Could you count the lines in the entries beneath that hold the word "written"? Respond with the number alone.

** Collected data **

********

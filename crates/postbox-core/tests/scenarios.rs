//! End-to-end scenarios exercising the full worker, commit pipeline, and
//! view subscriptions.

use std::time::Duration;

use serde_json::json;
use tempfile::tempdir;

use postbox_core::{
    ChatListTotalUnreadCounters, ChatListTotalUnreadState, ItemCollectionId, ItemCollectionInfo,
    ItemCollectionItem, PeerId, Postbox, ValueBoxKey,
};

fn collection(namespace: i32, id: i64) -> ItemCollectionId {
    ItemCollectionId { namespace, id }
}

fn info(label: &str) -> ItemCollectionInfo {
    ItemCollectionInfo(json!({ "label": label }))
}

fn item(key: i64) -> ItemCollectionItem {
    ItemCollectionItem {
        key,
        value: json!({ "key": key }),
    }
}

#[test]
fn s1_fresh_counter_and_restart_monotonicity() {
    let dir = tempdir().unwrap();
    let path = dir.path().join("postbox");

    {
        let postbox = Postbox::open(&path).unwrap();
        let first = postbox
            .transaction(|m| m.get_next_message_id(PeerId(7), 0))
            .wait()
            .unwrap();
        let second = postbox
            .transaction(|m| m.get_next_message_id(PeerId(7), 0))
            .wait()
            .unwrap();
        assert_eq!(first.id, 1);
        assert_eq!(second.id, 2);
    }

    // Across a restart the next id continues past every committed id.
    let postbox = Postbox::open(&path).unwrap();
    let third = postbox
        .transaction(|m| m.get_next_message_id(PeerId(7), 0))
        .wait()
        .unwrap();
    assert_eq!(third.id, 3);

    // Other slots are unaffected.
    let other = postbox
        .transaction(|m| m.get_next_message_id(PeerId(8), 0))
        .wait()
        .unwrap();
    assert_eq!(other.id, 1);
}

#[test]
fn s2_unread_state_round_trip() {
    let dir = tempdir().unwrap();
    let path = dir.path().join("postbox");

    let mut state = ChatListTotalUnreadState::default();
    state.absolute_counters.insert(
        1,
        ChatListTotalUnreadCounters {
            message_count: 5,
            chat_count: 2,
        },
    );

    {
        let postbox = Postbox::open(&path).unwrap();
        let written = state.clone();
        postbox
            .transaction(move |m| m.set_chat_list_total_unread_state(written))
            .wait()
            .unwrap();
    }

    let postbox = Postbox::open(&path).unwrap();
    let loaded = postbox
        .transaction(|m| m.get_chat_list_total_unread_state())
        .wait()
        .unwrap();
    assert_eq!(loaded, state);
}

#[test]
fn s3_view_replays_info_replacement() {
    let postbox = Postbox::in_memory();
    let namespace = 0;
    let stream = postbox.item_collection_infos_view(vec![namespace]);

    let initial = stream.recv().unwrap();
    assert_eq!(initial.entries[&namespace], Vec::new());

    let a = collection(namespace, 1);
    let b = collection(namespace, 2);
    postbox
        .transaction(move |m| {
            m.replace_item_collection_infos(
                namespace,
                vec![(a, info("a")), (b, info("b"))],
            );
            m.replace_item_collection_items(a, vec![item(1), item(2)]);
        })
        .wait()
        .unwrap();

    let snapshot = stream.recv().unwrap();
    let entries = &snapshot.entries[&namespace];
    assert_eq!(entries.len(), 2);
    assert_eq!(entries[0].id, a);
    assert_eq!(entries[0].info, info("a"));
    assert_eq!(entries[0].first_item.as_ref().unwrap().key, 1);
    assert_eq!(entries[1].id, b);
    assert_eq!(entries[1].info, info("b"));
    assert!(entries[1].first_item.is_none());

    // Snapshot consistency: a fresh view of the same parameters sees the
    // same state the stream just emitted.
    let fresh = postbox.item_collection_infos_view(vec![namespace]);
    assert_eq!(fresh.recv().unwrap(), snapshot);
}

#[test]
fn s4_view_replays_item_only_update() {
    let postbox = Postbox::in_memory();
    let namespace = 0;
    let a = collection(namespace, 1);
    let b = collection(namespace, 2);

    postbox
        .transaction(move |m| {
            m.replace_item_collection_infos(
                namespace,
                vec![(a, info("a")), (b, info("b"))],
            );
            m.replace_item_collection_items(a, vec![item(1), item(2)]);
        })
        .wait()
        .unwrap();

    let stream = postbox.item_collection_infos_view(vec![namespace]);
    let initial = stream.recv().unwrap();

    postbox
        .transaction(move |m| {
            m.replace_item_collection_items(a, vec![item(0), item(1), item(2)]);
        })
        .wait()
        .unwrap();

    let snapshot = stream.recv().unwrap();
    let entries = &snapshot.entries[&namespace];
    assert_eq!(entries[0].first_item.as_ref().unwrap().key, 0);
    // The second entry and the order are untouched.
    assert_eq!(entries[1], initial.entries[&namespace][1]);
    assert_eq!(entries[0].id, a);
    assert_eq!(entries[0].info, initial.entries[&namespace][0].info);
}

#[test]
fn s5_noop_transaction_emits_nothing() {
    let postbox = Postbox::in_memory();
    let infos = postbox.item_collection_infos_view(vec![0]);
    let records = postbox.account_records();
    infos.recv().unwrap();
    records.recv().unwrap();

    postbox
        .transaction(|m| {
            m.get_records();
            m.get_item_collection_infos(0);
            m.get_chat_list_total_unread_state();
        })
        .wait()
        .unwrap();

    assert!(infos.try_recv().is_none());
    assert!(records.try_recv().is_none());
}

#[test]
fn s6_shared_data_equality_short_circuit() {
    let postbox = Postbox::in_memory();
    let key = ValueBoxKey::from_bytes(b"app-config".to_vec());

    let write_key = key.clone();
    postbox
        .transaction(move |m| m.set_shared_data(&write_key, Some(json!({ "theme": "dark" }))))
        .wait()
        .unwrap();

    let stream = postbox.shared_data(vec![key.clone()]);
    let initial = stream.recv().unwrap();
    assert_eq!(initial.entries[&key], json!({ "theme": "dark" }));

    // Writing back the current value is equality-gated: no emission.
    let noop_key = key.clone();
    postbox
        .transaction(move |m| m.update_shared_data(&noop_key, |current| current))
        .wait()
        .unwrap();
    assert!(stream.try_recv().is_none());

    // A real change is observed.
    let change_key = key.clone();
    postbox
        .transaction(move |m| m.set_shared_data(&change_key, Some(json!({ "theme": "light" }))))
        .wait()
        .unwrap();
    let snapshot = stream
        .recv_timeout(Duration::from_secs(5))
        .expect("changed value should emit");
    assert_eq!(snapshot.entries[&key], json!({ "theme": "light" }));
}

#[test]
fn current_account_id_allocation_is_observed_by_earlier_subscribers() {
    let postbox = Postbox::in_memory();

    let passive = postbox.current_account_id(false);
    assert_eq!(passive.recv().unwrap(), None);

    let allocating = postbox.current_account_id(true);
    let allocated = allocating.recv().unwrap().expect("id should be allocated");

    // The passive stream observes the allocation transaction.
    let observed = passive
        .recv_timeout(Duration::from_secs(5))
        .expect("allocation should emit");
    assert_eq!(observed, Some(allocated));

    // A third subscription sees the same id without re-allocating.
    let third = postbox.current_account_id(true);
    assert_eq!(third.recv().unwrap(), Some(allocated));
    let records = postbox.all_account_records().wait().unwrap();
    assert_eq!(records.len(), 1);
}

#[test]
fn account_records_view_tracks_mutations() {
    let postbox = Postbox::in_memory();
    let stream = postbox.account_records();
    assert!(stream.recv().unwrap().records.is_empty());

    let id = postbox
        .transaction(|m| m.create_record(json!({ "name": "primary" })))
        .wait()
        .unwrap();
    let snapshot = stream.recv().unwrap();
    assert_eq!(snapshot.records.len(), 1);
    assert_eq!(snapshot.records[0].id, id);
    assert_eq!(snapshot.records[0].attributes["name"], "primary");

    postbox
        .transaction(move |m| m.update_record(id, None))
        .wait()
        .unwrap();
    assert!(stream.recv().unwrap().records.is_empty());
}

#[test]
fn records_and_session_tags_survive_restart() {
    let dir = tempdir().unwrap();
    let path = dir.path().join("postbox");

    let (temporary_id, old_session_id) = {
        let postbox = Postbox::open(&path).unwrap();
        let temporary_id = postbox.allocated_temporary_account_id().wait().unwrap();
        postbox
            .transaction(|m| m.create_record(json!({ "kind": "permanent" })))
            .wait()
            .unwrap();
        (temporary_id, postbox.temporary_session_id())
    };

    let postbox = Postbox::open(&path).unwrap();
    assert_ne!(postbox.temporary_session_id(), old_session_id);

    let records = postbox.all_account_records().wait().unwrap();
    assert_eq!(records.len(), 2);
    let temporary = records.iter().find(|r| r.id == temporary_id).unwrap();
    assert_eq!(temporary.temporary_session_id, Some(old_session_id));
}

#[test]
fn snapshots_arrive_in_transaction_order_without_coalescing() {
    let postbox = Postbox::in_memory();
    let namespace = 3;
    let stream = postbox.item_collection_infos_view(vec![namespace]);
    stream.recv().unwrap();

    for round in 0..5i64 {
        postbox
            .transaction(move |m| {
                m.replace_item_collection_infos(
                    namespace,
                    vec![(collection(namespace, round), info("round"))],
                );
            })
            .wait()
            .unwrap();
    }

    for round in 0..5i64 {
        let snapshot = stream.recv().unwrap();
        let entries = &snapshot.entries[&namespace];
        assert_eq!(entries.len(), 1);
        assert_eq!(entries[0].id, collection(namespace, round));
    }
}

#[test]
fn dropping_one_subscriber_leaves_others_live() {
    let postbox = Postbox::in_memory();
    let namespace = 0;
    let first = postbox.item_collection_infos_view(vec![namespace]);
    let second = postbox.item_collection_infos_view(vec![namespace]);
    let third = postbox.item_collection_infos_view(vec![namespace]);
    first.recv().unwrap();
    second.recv().unwrap();
    third.recv().unwrap();

    drop(second);

    postbox
        .transaction(move |m| {
            m.replace_item_collection_infos(
                namespace,
                vec![(collection(namespace, 1), info("x"))],
            );
        })
        .wait()
        .unwrap();

    assert_eq!(first.recv().unwrap().entries[&namespace].len(), 1);
    assert_eq!(third.recv().unwrap().entries[&namespace].len(), 1);
}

********

** SOLUTION FOR THIS PROBLEM **
2